Ashland, MA, United States
$110,000 - $130,000
3 months ago
This is an exciting opportunity for an ambitious scientist to lead the Biochemistry Operations function for a rapidly expanding Medical Devices manufacturing organization that have been able to contribute immensely to the US response to COVID-19 in manufacturing diagnostic testing kits.
- Overseeing a team of 6 scientists in ensuring the highest quality of products are manufactured for customers, with a strong focus on optimizing lateral flow assay designs and processes.
- Preparing assay validation reports and other assay-related documentation as required by FDA and ISO regulations.
- Leveraging technical expertise and published literature to help customers solve biochemistry scale up challenges.
- Leading and supporting biochemistry process design for new programs through scale-up to commercial production.
- Coordinating technical transfer of new assays and procedures for scaling up with Production department.
- Supporting customers in their pursuit of state-of-the-art Rapid Lateral Flow immunoassays development, including reagent screening, proof-of-concept, feasibility study, optimization, validation, and final product development.
- Managing the manufacturing of reagent batches for commercial production. Managing pilot deposition of reagents to support manufacturing.
- Writing GMP documents related to product manufacturing and quality assurance, progress reports, publications, SOP’s, MSDS, etc.
- BS, MS, or PhD in biochemistry, chemistry, or related field and a minimum of five years related work experience.
- Experience in a lateral flow production environment or lateral flow development environment
- Able to design and conduct robust and efficient experiments to solve difficult technical problems.
- The ability to provide guidance to scientists, lab assistants, and skilled production staff.

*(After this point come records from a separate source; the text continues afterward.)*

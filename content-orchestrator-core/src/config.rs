use std::time::Duration;

use serde::{Deserialize, Serialize};
use tracing::{debug, info};

use crate::model::OptimizationLevel;

/// Defaults handed to the thumbnail and ad optimizers for one optimization level.
#[derive(Debug, Clone, PartialEq, Serialize, Deserialize)]
pub struct OptimizerProfile {
    pub thumbnail_style: String,
    pub ad_audience: String,
    pub ad_goal: String,
    #[serde(default)]
    pub ad_tone: Option<String>,
}

/// Tunables for the orchestration pipeline.
#[derive(Debug, Clone, PartialEq, Serialize, Deserialize)]
#[serde(default)]
pub struct OrchestratorConfig {
    /// Upper bound on a single optimizer call.
    pub optimizer_timeout_secs: u64,
    /// Upper bound on a single post or schedule call.
    pub distribution_timeout_secs: u64,
    /// How many platform postings may be in flight at once.
    pub max_concurrent_posts: usize,
    /// Niche sent to the thumbnail generator when the content declares none.
    pub default_niche: String,
    /// Timezone sent to the scheduler when the content declares none.
    pub default_timezone: String,
    pub basic: OptimizerProfile,
    pub aggressive: OptimizerProfile,
}

impl Default for OrchestratorConfig {
    fn default() -> Self {
        OrchestratorConfig {
            optimizer_timeout_secs: 60,
            distribution_timeout_secs: 30,
            max_concurrent_posts: 4,
            default_niche: "general".to_string(),
            default_timezone: "UTC".to_string(),
            basic: OptimizerProfile {
                thumbnail_style: "clean".to_string(),
                ad_audience: "general audience".to_string(),
                ad_goal: "awareness".to_string(),
                ad_tone: Some("friendly".to_string()),
            },
            aggressive: OptimizerProfile {
                thumbnail_style: "bold".to_string(),
                ad_audience: "general audience".to_string(),
                ad_goal: "conversions".to_string(),
                ad_tone: Some("urgent".to_string()),
            },
        }
    }
}

impl OrchestratorConfig {
    pub fn optimizer_timeout(&self) -> Duration {
        Duration::from_secs(self.optimizer_timeout_secs)
    }

    pub fn distribution_timeout(&self) -> Duration {
        Duration::from_secs(self.distribution_timeout_secs)
    }

    /// Profile for the given level. `None` has no profile: no optimizer runs at that level.
    pub fn profile(&self, level: OptimizationLevel) -> Option<&OptimizerProfile> {
        match level {
            OptimizationLevel::None => None,
            OptimizationLevel::Basic => Some(&self.basic),
            OptimizationLevel::Aggressive => Some(&self.aggressive),
        }
    }

    pub fn trace_loaded(&self) {
        info!(
            optimizer_timeout_secs = self.optimizer_timeout_secs,
            distribution_timeout_secs = self.distribution_timeout_secs,
            max_concurrent_posts = self.max_concurrent_posts,
            "Loaded OrchestratorConfig"
        );
        debug!(?self, "OrchestratorConfig loaded (full debug)");
    }
}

- General computer knowledge (MS Office Suite, statistical analysis packages).
- Laboratory skills: such as protein purification, antibody conjugation, solution preparation, or ELISA experience.
- Experience with 21 CFR 820, ISO 13485:2016, and Contract Manufacturing Organizations is desirable
This is a FTE salaried opportunity with a base salary range of $110,000 - $130,000 + employee shares & benefits.
You must be a US Citizen or Permanent Resident Holder to apply for this position, unfortunately no sponsorships are available.